(Collected data)

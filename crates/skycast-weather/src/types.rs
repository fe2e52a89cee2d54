use chrono::{DateTime, Utc};
use serde::{Deserialize, Serialize};

/// Placeholder shown for fields an older provider payload did not carry.
pub const UNKNOWN: &str = "unknown";

/// Geographic position from the device.
#[derive(Debug, Clone, Copy, PartialEq, Serialize, Deserialize)]
pub struct GeoCoordinate {
    pub latitude: f64,
    pub longitude: f64,
}

impl GeoCoordinate {
    pub fn new(latitude: f64, longitude: f64) -> Self {
        Self {
            latitude,
            longitude,
        }
    }

    /// Provider query form, `"lat,lon"`.
    pub fn to_query(&self) -> String {
        format!("{},{}", self.latitude, self.longitude)
    }
}

/// Resolved place the forecast belongs to.
#[derive(Debug, Clone, PartialEq, Serialize, Deserialize)]
pub struct Place {
    pub name: String,
    pub region: String,
    pub country: String,
}

/// Provider condition text and icon reference.
#[derive(Debug, Clone, PartialEq, Eq, Default, Serialize, Deserialize)]
pub struct Condition {
    pub text: String,
    pub icon: String,
    pub code: Option<i32>,
}

#[derive(Debug, Clone, PartialEq, Serialize, Deserialize)]
pub struct CurrentConditions {
    pub observed_at_epoch: i64,
    pub temp_c: f64,
    pub temp_f: f64,
    pub condition: Condition,
    pub humidity_pct: Option<u8>,
    pub feels_like_c: Option<f64>,
    pub feels_like_f: Option<f64>,
    pub uv_index: Option<f64>,
    pub pressure_mb: Option<f64>,
    pub pressure_in: Option<f64>,
    pub wind_kph: Option<f64>,
    pub wind_mph: Option<f64>,
    pub wind_direction: Option<String>,
}

impl CurrentConditions {
    pub fn observed_at(&self) -> Option<DateTime<Utc>> {
        DateTime::from_timestamp(self.observed_at_epoch, 0)
    }
}

/// Sunrise/sunset as provider-local clock strings (e.g. "06:41 AM").
#[derive(Debug, Clone, PartialEq, Eq, Default, Serialize, Deserialize)]
pub struct Astro {
    pub sunrise: Option<String>,
    pub sunset: Option<String>,
}

impl Astro {
    pub fn sunrise_or_unknown(&self) -> &str {
        self.sunrise.as_deref().unwrap_or(UNKNOWN)
    }

    pub fn sunset_or_unknown(&self) -> &str {
        self.sunset.as_deref().unwrap_or(UNKNOWN)
    }
}

/// Hourly forecast entry
#[derive(Debug, Clone, PartialEq, Serialize, Deserialize)]
pub struct HourForecast {
    pub time_epoch: i64,
    pub temp_c: f64,
    pub temp_f: f64,
    pub condition: Condition,
}

impl HourForecast {
    pub fn time(&self) -> Option<DateTime<Utc>> {
        DateTime::from_timestamp(self.time_epoch, 0)
    }
}

/// Daily forecast entry
#[derive(Debug, Clone, PartialEq, Serialize, Deserialize)]
pub struct DayForecast {
    pub date_epoch: i64,
    pub max_temp_c: f64,
    pub max_temp_f: f64,
    pub min_temp_c: f64,
    pub min_temp_f: f64,
    pub chance_of_rain_pct: Option<u8>,
    pub condition: Condition,
    pub astro: Astro,
    pub hourly: Vec<HourForecast>,
}

impl DayForecast {
    pub fn date(&self) -> Option<DateTime<Utc>> {
        DateTime::from_timestamp(self.date_epoch, 0)
    }
}

/// Last successfully fetched forecast. Immutable once committed.
#[derive(Debug, Clone, PartialEq, Serialize, Deserialize)]
pub struct ForecastSnapshot {
    pub location: Place,
    pub current: CurrentConditions,
    pub daily: Vec<DayForecast>,
}

impl ForecastSnapshot {
    /// Orders days by `date_epoch` and each day's hours by `time_epoch`.
    pub fn sort_chronologically(&mut self) {
        self.daily.sort_by_key(|d| d.date_epoch);
        for day in &mut self.daily {
            day.hourly.sort_by_key(|h| h.time_epoch);
        }
    }

    pub fn is_chronological(&self) -> bool {
        self.daily.windows(2).all(|w| w[0].date_epoch <= w[1].date_epoch)
            && self
                .daily
                .iter()
                .all(|d| d.hourly.windows(2).all(|w| w[0].time_epoch <= w[1].time_epoch))
    }

    pub fn first_day(&self) -> Option<&DayForecast> {
        self.daily.first()
    }
}

#[cfg(test)]
mod tests {
    use super::*;

    fn hour(epoch: i64) -> HourForecast {
        HourForecast {
            time_epoch: epoch,
            temp_c: 10.0,
            temp_f: 50.0,
            condition: Condition::default(),
        }
    }

    fn day(epoch: i64, hours: &[i64]) -> DayForecast {
        DayForecast {
            date_epoch: epoch,
            max_temp_c: 20.0,
            max_temp_f: 68.0,
            min_temp_c: 10.0,
            min_temp_f: 50.0,
            chance_of_rain_pct: None,
            condition: Condition::default(),
            astro: Astro::default(),
            hourly: hours.iter().copied().map(hour).collect(),
        }
    }

    fn snapshot(days: Vec<DayForecast>) -> ForecastSnapshot {
        ForecastSnapshot {
            location: Place {
                name: "Warsaw".into(),
                region: "Mazowieckie".into(),
                country: "Poland".into(),
            },
            current: CurrentConditions {
                observed_at_epoch: 1_700_000_000,
                temp_c: 12.0,
                temp_f: 53.6,
                condition: Condition::default(),
                humidity_pct: None,
                feels_like_c: None,
                feels_like_f: None,
                uv_index: None,
                pressure_mb: None,
                pressure_in: None,
                wind_kph: None,
                wind_mph: None,
                wind_direction: None,
            },
            daily: days,
        }
    }

    #[test]
    fn test_coordinate_query_format() {
        let c = GeoCoordinate::new(52.23, 21.01);
        assert_eq!(c.to_query(), "52.23,21.01");
    }

    #[test]
    fn test_sort_chronologically() {
        let mut s = snapshot(vec![day(300, &[330, 310]), day(100, &[120, 110, 100])]);
        assert!(!s.is_chronological());

        s.sort_chronologically();

        assert!(s.is_chronological());
        assert_eq!(s.first_day().map(|d| d.date_epoch), Some(100));
        assert_eq!(s.daily[1].hourly[0].time_epoch, 310);
    }

    #[test]
    fn test_astro_defaults_to_unknown() {
        let astro = Astro::default();
        assert_eq!(astro.sunrise_or_unknown(), UNKNOWN);
        assert_eq!(astro.sunset_or_unknown(), UNKNOWN);

        let astro = Astro {
            sunrise: Some("06:41 AM".into()),
            sunset: None,
        };
        assert_eq!(astro.sunrise_or_unknown(), "06:41 AM");
    }

    #[test]
    fn test_epoch_helpers() {
        let s = snapshot(vec![day(1_700_006_400, &[])]);
        assert_eq!(
            s.current.observed_at().map(|t| t.timestamp()),
            Some(1_700_000_000)
        );
        assert!(s.daily[0].date().is_some());
    }
}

| YOUR TASK |
Please give each line above again, word for word.

| TASK SOLUTION |
filename crates/skycast-weather/src/types.rs
repository fe2e52a89cee2d54
use chrono::{DateTime, Utc};
use serde::{Deserialize, Serialize};

/// Placeholder shown for fields an older provider payload did not carry.
pub const UNKNOWN: &str = "unknown";

/// Geographic position from the device.
#[derive(Debug, Clone, Copy, PartialEq, Serialize, Deserialize)]
pub struct GeoCoordinate {
    pub latitude: f64,
    pub longitude: f64,
}

impl GeoCoordinate {
    pub fn new(latitude: f64, longitude: f64) -> Self {
        Self {
            latitude,
            longitude,
        }
    }

    /// Provider query form, `"lat,lon"`.
    pub fn to_query(&self) -> String {
        format!("{},{}", self.latitude, self.longitude)
    }
}

/// Resolved place the forecast belongs to.
#[derive(Debug, Clone, PartialEq, Serialize, Deserialize)]
pub struct Place {
    pub name: String,
    pub region: String,
    pub country: String,
}

/// Provider condition text and icon reference.
#[derive(Debug, Clone, PartialEq, Eq, Default, Serialize, Deserialize)]
pub struct Condition {
    pub text: String,
    pub icon: String,
    pub code: Option<i32>,
}

#[derive(Debug, Clone, PartialEq, Serialize, Deserialize)]
pub struct CurrentConditions {
    pub observed_at_epoch: i64,
    pub temp_c: f64,
    pub temp_f: f64,
    pub condition: Condition,
    pub humidity_pct: Option<u8>,
    pub feels_like_c: Option<f64>,
    pub feels_like_f: Option<f64>,
    pub uv_index: Option<f64>,
    pub pressure_mb: Option<f64>,
    pub pressure_in: Option<f64>,
    pub wind_kph: Option<f64>,
    pub wind_mph: Option<f64>,
    pub wind_direction: Option<String>,
}

impl CurrentConditions {
    pub fn observed_at(&self) -> Option<DateTime<Utc>> {
        DateTime::from_timestamp(self.observed_at_epoch, 0)
    }
}

/// Sunrise/sunset as provider-local clock strings (e.g. "06:41 AM").
#[derive(Debug, Clone, PartialEq, Eq, Default, Serialize, Deserialize)]
pub struct Astro {
    pub sunrise: Option<String>,
    pub sunset: Option<String>,
}

impl Astro {
    pub fn sunrise_or_unknown(&self) -> &str {
        self.sunrise.as_deref().unwrap_or(UNKNOWN)
    }

    pub fn sunset_or_unknown(&self) -> &str {
        self.sunset.as_deref().unwrap_or(UNKNOWN)
    }
}

/// Hourly forecast entry
#[derive(Debug, Clone, PartialEq, Serialize, Deserialize)]
pub struct HourForecast {
    pub time_epoch: i64,
    pub temp_c: f64,
    pub temp_f: f64,
    pub condition: Condition,
}

impl HourForecast {
    pub fn time(&self) -> Option<DateTime<Utc>> {
        DateTime::from_timestamp(self.time_epoch, 0)
    }
}

/// Daily forecast entry
#[derive(Debug, Clone, PartialEq, Serialize, Deserialize)]
pub struct DayForecast {
    pub date_epoch: i64,
    pub max_temp_c: f64,
    pub max_temp_f: f64,
    pub min_temp_c: f64,
    pub min_temp_f: f64,
    pub chance_of_rain_pct: Option<u8>,
    pub condition: Condition,
    pub astro: Astro,
    pub hourly: Vec<HourForecast>,
}

impl DayForecast {
    pub fn date(&self) -> Option<DateTime<Utc>> {
        DateTime::from_timestamp(self.date_epoch, 0)
    }
}

/// Last successfully fetched forecast. Immutable once committed.
#[derive(Debug, Clone, PartialEq, Serialize, Deserialize)]
pub struct ForecastSnapshot {
    pub location: Place,
    pub current: CurrentConditions,
    pub daily: Vec<DayForecast>,
}

impl ForecastSnapshot {
    /// Orders days by `date_epoch` and each day's hours by `time_epoch`.
    pub fn sort_chronologically(&mut self) {
        self.daily.sort_by_key(|d| d.date_epoch);
        for day in &mut self.daily {
            day.hourly.sort_by_key(|h| h.time_epoch);
        }
    }

    pub fn is_chronological(&self) -> bool {
        self.daily.windows(2).all(|w| w[0].date_epoch <= w[1].date_epoch)
            && self
                .daily
                .iter()
                .all(|d| d.hourly.windows(2).all(|w| w[0].time_epoch <= w[1].time_epoch))
    }

    pub fn first_day(&self) -> Option<&DayForecast> {
        self.daily.first()
    }
}

#[cfg(test)]
mod tests {
    use super::*;

    fn hour(epoch: i64) -> HourForecast {
        HourForecast {
            time_epoch: epoch,
            temp_c: 10.0,
            temp_f: 50.0,
            condition: Condition::default(),
        }
    }

    fn day(epoch: i64, hours: &[i64]) -> DayForecast {
        DayForecast {
            date_epoch: epoch,
            max_temp_c: 20.0,
            max_temp_f: 68.0,
            min_temp_c: 10.0,
            min_temp_f: 50.0,
            chance_of_rain_pct: None,
            condition: Condition::default(),
            astro: Astro::default(),
            hourly: hours.iter().copied().map(hour).collect(),
        }
    }

    fn snapshot(days: Vec<DayForecast>) -> ForecastSnapshot {
        ForecastSnapshot {
            location: Place {
                name: "Warsaw".into(),
                region: "Mazowieckie".into(),
                country: "Poland".into(),
            },
            current: CurrentConditions {
                observed_at_epoch: 1_700_000_000,
                temp_c: 12.0,
                temp_f: 53.6,
                condition: Condition::default(),
                humidity_pct: None,
                feels_like_c: None,
                feels_like_f: None,
                uv_index: None,
                pressure_mb: None,
                pressure_in: None,
                wind_kph: None,
                wind_mph: None,
                wind_direction: None,
            },
            daily: days,
        }
    }

    #[test]
    fn test_coordinate_query_format() {
        let c = GeoCoordinate::new(52.23, 21.01);
        assert_eq!(c.to_query(), "52.23,21.01");
    }

    #[test]
    fn test_sort_chronologically() {
        let mut s = snapshot(vec![day(300, &[330, 310]), day(100, &[120, 110, 100])]);
        assert!(!s.is_chronological());

        s.sort_chronologically();

        assert!(s.is_chronological());
        assert_eq!(s.first_day().map(|d| d.date_epoch), Some(100));
        assert_eq!(s.daily[1].hourly[0].time_epoch, 310);
    }

    #[test]
    fn test_astro_defaults_to_unknown() {
        let astro = Astro::default();
        assert_eq!(astro.sunrise_or_unknown(), UNKNOWN);
        assert_eq!(astro.sunset_or_unknown(), UNKNOWN);

        let astro = Astro {
            sunrise: Some("06:41 AM".into()),
            sunset: None,
        };
        assert_eq!(astro.sunrise_or_unknown(), "06:41 AM");
    }

    #[test]
    fn test_epoch_helpers() {
        let s = snapshot(vec![day(1_700_006_400, &[])]);
        assert_eq!(
            s.current.observed_at().map(|t| t.timestamp()),
            Some(1_700_000_000)
        );
        assert!(s.daily[0].date().is_some());
    }
}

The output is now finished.